Este “tornar-se melhor” passa necessariamente por um melhor relacionamento com as pessoas que convivem conosco.

E é surpreendente como pais e mães entendem que exercem esta função proporcionando coisas.

A entrega, a identificação, a transcendência do relacionamento valem mais do que qualquer bem material neste mundo.

Está em cartaz no Cine Roxy em Passos o filme A Busca, o qual assisti hoje (26/03, terça-feira).

Filme muito bom, denso, sensível e que nos faz pensar.

Aliás, a função da arte não é fazer pensar e refletir na vida que levamos?

É a história de um pai que busca um filho que desapareceu, mas na verdade é uma busca pela essência do próprio filho, que o pai ainda não tinha conseguido encontrar.

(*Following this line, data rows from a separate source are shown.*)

use std::sync::Arc;

use bytes::Bytes;

use super::{Payload, Request, Response, VersionedResponse, render};
use crate::message::{DiscoveryRequest, DiscoveryResponse, ResourceAny};
use crate::resource::ApiVersion;

/// Defines the request/response pair of one API generation.
///
/// `$variant` names both the [`ApiVersion`] and the [`Payload`] arm that
/// the pair maps to; `$other` is the arm it must reject.
macro_rules! versioned_envelope {
    (
        $variant:ident, $other:ident,
        $(#[$request_meta:meta])* request $request:ident,
        $(#[$response_meta:meta])* response $response:ident $(,)?
    ) => {
        $(#[$request_meta])*
        #[derive(Debug, Clone)]
        pub struct $request {
            request: DiscoveryRequest,
        }

        impl $request {
            /// Wrap a request received on a method of this generation.
            pub fn new(request: DiscoveryRequest) -> Self {
                Self { request }
            }
        }

        impl From<DiscoveryRequest> for $request {
            fn from(request: DiscoveryRequest) -> Self {
                Self::new(request)
            }
        }

        impl Request for $request {
            fn api_version(&self) -> ApiVersion {
                ApiVersion::$variant
            }

            fn discovery_request(&self) -> &DiscoveryRequest {
                &self.request
            }

            fn create_response(
                self: Arc<Self>,
                version: String,
                resources: Vec<ResourceAny>,
                marshaled_resources: Vec<Bytes>,
            ) -> Box<dyn Response> {
                Box::new($response {
                    request: self,
                    version,
                    resources,
                    marshaled_resources,
                })
            }
        }

        $(#[$response_meta])*
        #[derive(Debug, Clone)]
        pub struct $response {
            request: Arc<$request>,
            version: String,
            resources: Vec<ResourceAny>,
            marshaled_resources: Vec<Bytes>,
        }

        impl $response {
            /// The request this response answers.
            pub fn request(&self) -> &Arc<$request> {
                &self.request
            }

            /// Payload version.
            pub fn version(&self) -> &str {
                &self.version
            }

            /// Resources in delivery order.
            pub fn resources(&self) -> &[ResourceAny] {
                &self.resources
            }

            /// Serialized forms of [`resources`](Self::resources), possibly empty.
            pub fn marshaled_resources(&self) -> &[Bytes] {
                &self.marshaled_resources
            }

            /// Render the wire response under `nonce`.
            pub fn to_discovery_response(&self, nonce: &str) -> DiscoveryResponse {
                render(
                    &self.request.request.type_url,
                    &self.version,
                    &self.resources,
                    &self.marshaled_resources,
                    nonce,
                )
            }
        }

        impl Response for $response {
            fn payload(&self) -> Payload<'_> {
                Payload::$variant(self)
            }
        }

        impl VersionedResponse for $response {
            type Request = $request;

            const API_VERSION: ApiVersion = ApiVersion::$variant;

            fn from_payload(payload: Payload<'_>) -> Option<&Self> {
                match payload {
                    Payload::$variant(response) => Some(response),
                    Payload::$other(_) => None,
                }
            }
        }
    };
}

versioned_envelope! {
    V2, V3,
    /// A v2 (`envoy.api.v2`) discovery request.
    request RequestV2,
    /// A v2 response built from relay state.
    response ResponseV2,
}

versioned_envelope! {
    V3, V2,
    /// A v3 (`envoy.service.*.v3`) discovery request.
    request RequestV3,
    /// A v3 response built from relay state.
    response ResponseV3,
}

#[cfg(test)]
mod tests {
    use super::*;
    use crate::resource::{v2, v3};

    fn resource(type_url: &str) -> ResourceAny {
        ResourceAny {
            type_url: type_url.to_string(),
            value: Bytes::from_static(b"cla"),
        }
    }

    #[test]
    fn test_to_discovery_response_uses_request_type_url() {
        let request = Arc::new(RequestV2::new(
            DiscoveryRequest::new(v2::ENDPOINT).with_resource_names(["backend"]),
        ));
        let response = ResponseV2 {
            request: Arc::clone(&request),
            version: "4".to_string(),
            resources: vec![resource(v2::ENDPOINT)],
            marshaled_resources: vec![],
        };

        let wire = response.to_discovery_response("nonce-4");
        assert_eq!(wire.type_url, v2::ENDPOINT);
        assert_eq!(wire.version_info, "4");
        assert_eq!(wire.nonce, "nonce-4");
        assert_eq!(wire.resources, vec![resource(v2::ENDPOINT)]);
        assert!(Arc::ptr_eq(response.request(), &request));
    }

    #[test]
    fn test_generations_behave_alike() {
        let v2_request = Arc::new(RequestV2::from(DiscoveryRequest::new(v2::ROUTE)));
        let v3_request = Arc::new(RequestV3::from(DiscoveryRequest::new(v3::ROUTE)));
        assert_eq!(v2_request.api_version(), ApiVersion::V2);
        assert_eq!(v3_request.api_version(), ApiVersion::V3);

        let v2_response = v2_request.create_response(
            "1".to_string(),
            vec![resource(v2::ROUTE)],
            vec![Bytes::from_static(b"wire")],
        );
        let v3_response = v3_request.create_response(
            "1".to_string(),
            vec![resource(v3::ROUTE)],
            vec![Bytes::from_static(b"wire")],
        );

        let v2_wire = ResponseV2::from_payload(v2_response.payload())
            .unwrap()
            .to_discovery_response("n");
        let v3_wire = ResponseV3::from_payload(v3_response.payload())
            .unwrap()
            .to_discovery_response("n");

        assert_eq!(v2_wire.type_url, v2::ROUTE);
        assert_eq!(v3_wire.type_url, v3::ROUTE);
        for wire in [&v2_wire, &v3_wire] {
            assert_eq!(wire.version_info, "1");
            assert_eq!(wire.nonce, "n");
            assert_eq!(wire.resources[0].value, Bytes::from_static(b"wire"));
        }

        assert!(ResponseV3::from_payload(v2_response.payload()).is_none());
        assert!(ResponseV2::from_payload(v3_response.payload()).is_none());
    }
}
//! Example demonstrating the upstream client.
//!
//! This example shows:
//! - How to connect an `UpstreamClient` to an origin server over tonic
//! - How to open a discovery stream and read the responses it ACKs
//!
//! # Configuration (environment variables)
//!
//! - `XDS_SERVER`: URI of the origin management server (default: `http://localhost:18000`)
//! - `XDS_TYPE_URL`: Resource type to subscribe to (default: v3 Listener)
//! - `XDS_RESOURCES`: Comma-separated resource names (default: wildcard)
//! - `XDS_SEND_TIMEOUT_MS`: Send timeout in milliseconds (default: 5000)
//!
//! # Usage
//!
//! ```sh
//! RUST_LOG=xds_relay=trace cargo run -p xds-relay --example upstream
//!
//! XDS_TYPE_URL=type.googleapis.com/envoy.api.v2.Cluster \
//!   cargo run -p xds-relay --example upstream
//! ```

use std::time::Duration;

use tracing_subscriber::EnvFilter;
use xds_relay::resource::v3;
use xds_relay::{CallOptions, DiscoveryRequest, Node, UpstreamClient, UpstreamConfig};

struct Args {
    server: String,
    type_url: String,
    resources: Vec<String>,
    call_options: CallOptions,
}

fn parse_args() -> Result<Args, Box<dyn std::error::Error>> {
    let server =
        std::env::var("XDS_SERVER").unwrap_or_else(|_| "http://localhost:18000".to_string());
    let type_url = std::env::var("XDS_TYPE_URL").unwrap_or_else(|_| v3::LISTENER.to_string());

    let resources = std::env::var("XDS_RESOURCES")
        .map(|names| {
            names
                .split(',')
                .map(|s| s.trim().to_string())
                .filter(|s| !s.is_empty())
                .collect()
        })
        .unwrap_or_default();

    let call_options = match std::env::var("XDS_SEND_TIMEOUT_MS") {
        Ok(ms) => CallOptions::new(Duration::from_millis(ms.parse()?))?,
        Err(_) => CallOptions::default(),
    };

    Ok(Args {
        server,
        type_url,
        resources,
        call_options,
    })
}

#[tokio::main]
async fn main() -> Result<(), Box<dyn std::error::Error>> {
    tracing_subscriber::fmt()
        .with_env_filter(EnvFilter::from_default_env())
        .init();

    let args = parse_args()?;
    println!("Connecting to origin server: {}", args.server);

    let config = UpstreamConfig::new(&args.server).with_call_options(args.call_options);
    let client = UpstreamClient::connect(config).await?;

    let request = DiscoveryRequest::new(&args.type_url)
        .with_node(Node::new("xds-relay", env!("CARGO_PKG_VERSION")).with_id("example-relay"))
        .with_resource_names(args.resources);

    let (mut responses, handle) = client.open_stream(request).await?;
    println!("Subscribed to {}\n", args.type_url);

    loop {
        tokio::select! {
            response = responses.recv() => {
                let Some(response) = response else {
                    println!("Stream closed by the origin or after an error");
                    break;
                };
                println!("Response received:");
                println!("  version:   {}", response.version_info);
                println!("  nonce:     {}", response.nonce);
                println!("  resources: {}", response.resources.len());
                println!();
            }
            _ = tokio::signal::ctrl_c() => {
                handle.cancel();
                break;
            }
        }
    }

    println!("Exiting");
    Ok(())
}
/// Drains session effects into the per-key write queue, in dispatch order.
async fn forward_effects(
    mut effects: UnboundedReceiver<SessionEffect>,
    mut control: UnboundedReceiver<Control>,
    queue: Arc<WriteQueue>,
) {
    let mut effects_open = true;
    loop {
        tokio::select! {
            effect = effects.recv(), if effects_open => match effect {
                Some(effect) => enqueue_effect(&queue, effect),
                None => effects_open = false,
            },
            request = control.recv() => match request {
                Some(Control::Flush(done)) => {
                    // Effects from dispatches that happened before the flush
                    // are already buffered; move them into the queue before
                    // waiting for settlement.
                    while let Ok(effect) = effects.try_recv() {
                        enqueue_effect(&queue, effect);
                    }
                    queue.settle().await;
                    let _ = done.send(());
                }
                None => break,
            },
            else => break,
        }
    }
}

fn enqueue_effect(queue: &WriteQueue, effect: SessionEffect) {
    match effect {
        SessionEffect::Persist(profile) => match serde_json::to_vec(&profile) {
            Ok(bytes) => queue.enqueue(SESSION_KEY, WriteOp::Put(bytes)),
            Err(e) => {
                let fault = KeeperError::json(e.to_string());
                tracing::warn!(error = %fault, "failed to serialize profile, durable write skipped");
            }
        },
        SessionEffect::Clear => queue.enqueue(SESSION_KEY, WriteOp::Delete),
    }
}
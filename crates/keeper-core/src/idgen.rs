//! Injectable record id generation.
//!
//! The core never generates ids itself; callers supply them with each `Add`.
//! Wall-clock timestamps collide under rapid creation, so id generation is a
//! constructor dependency rather than a hardcoded clock read.

use std::sync::atomic::{AtomicU64, Ordering};

/// Source of caller-side record ids.
pub trait IdGenerator: Send + Sync {
    /// Returns a fresh id, unique for the lifetime of this generator.
    fn next_id(&self) -> String;
}

/// UUID v4 generator for production use.
#[derive(Debug, Clone, Copy, Default)]
pub struct UuidGenerator;

impl IdGenerator for UuidGenerator {
    fn next_id(&self) -> String {
        uuid::Uuid::new_v4().to_string()
    }
}

/// Monotonic counter generator, deterministic for tests.
#[derive(Debug, Default)]
pub struct SequenceGenerator {
    next: AtomicU64,
}

impl SequenceGenerator {
    /// Starts counting from `start`.
    pub fn starting_at(start: u64) -> Self {
        Self {
            next: AtomicU64::new(start),
        }
    }
}

impl IdGenerator for SequenceGenerator {
    fn next_id(&self) -> String {
        self.next.fetch_add(1, Ordering::SeqCst).to_string()
    }
}

#[cfg(test)]
mod tests {
    use super::*;

    #[test]
    fn test_uuid_generator_is_unique() {
        let generator = UuidGenerator;
        assert_ne!(generator.next_id(), generator.next_id());
    }

    #[test]
    fn test_sequence_generator_is_monotonic() {
        let generator = SequenceGenerator::starting_at(1);
        assert_eq!(generator.next_id(), "1");
        assert_eq!(generator.next_id(), "2");
        assert_eq!(generator.next_id(), "3");
    }
}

Entendi o filme todo como uma metáfora existencial.

Neste mundo complexo, nos iludimos com coisas, com “ter”, com parecer ser, e nos esquecemos de que o essencial continua invisível aos olhos.

Esta busca implica em uma viagem necessária ao nosso interior, confrontando fantasmas, medos, e descobrindo valores que importam de fato em nossa existência.

Às vezes tentanto ser pai, aprendemos a ser filho.

Brigar, apanhar, bater, sofrer, chorar, perder, encontrar, perdoar, tudo faz parte deste processo.

Enfim, aprender sempre, eis a questão.

Saiba mais sobre o filme aqui.

Veja o trailer aqui.

E se possível, vá ao cinema. Cultura faz bem e nunca sobra.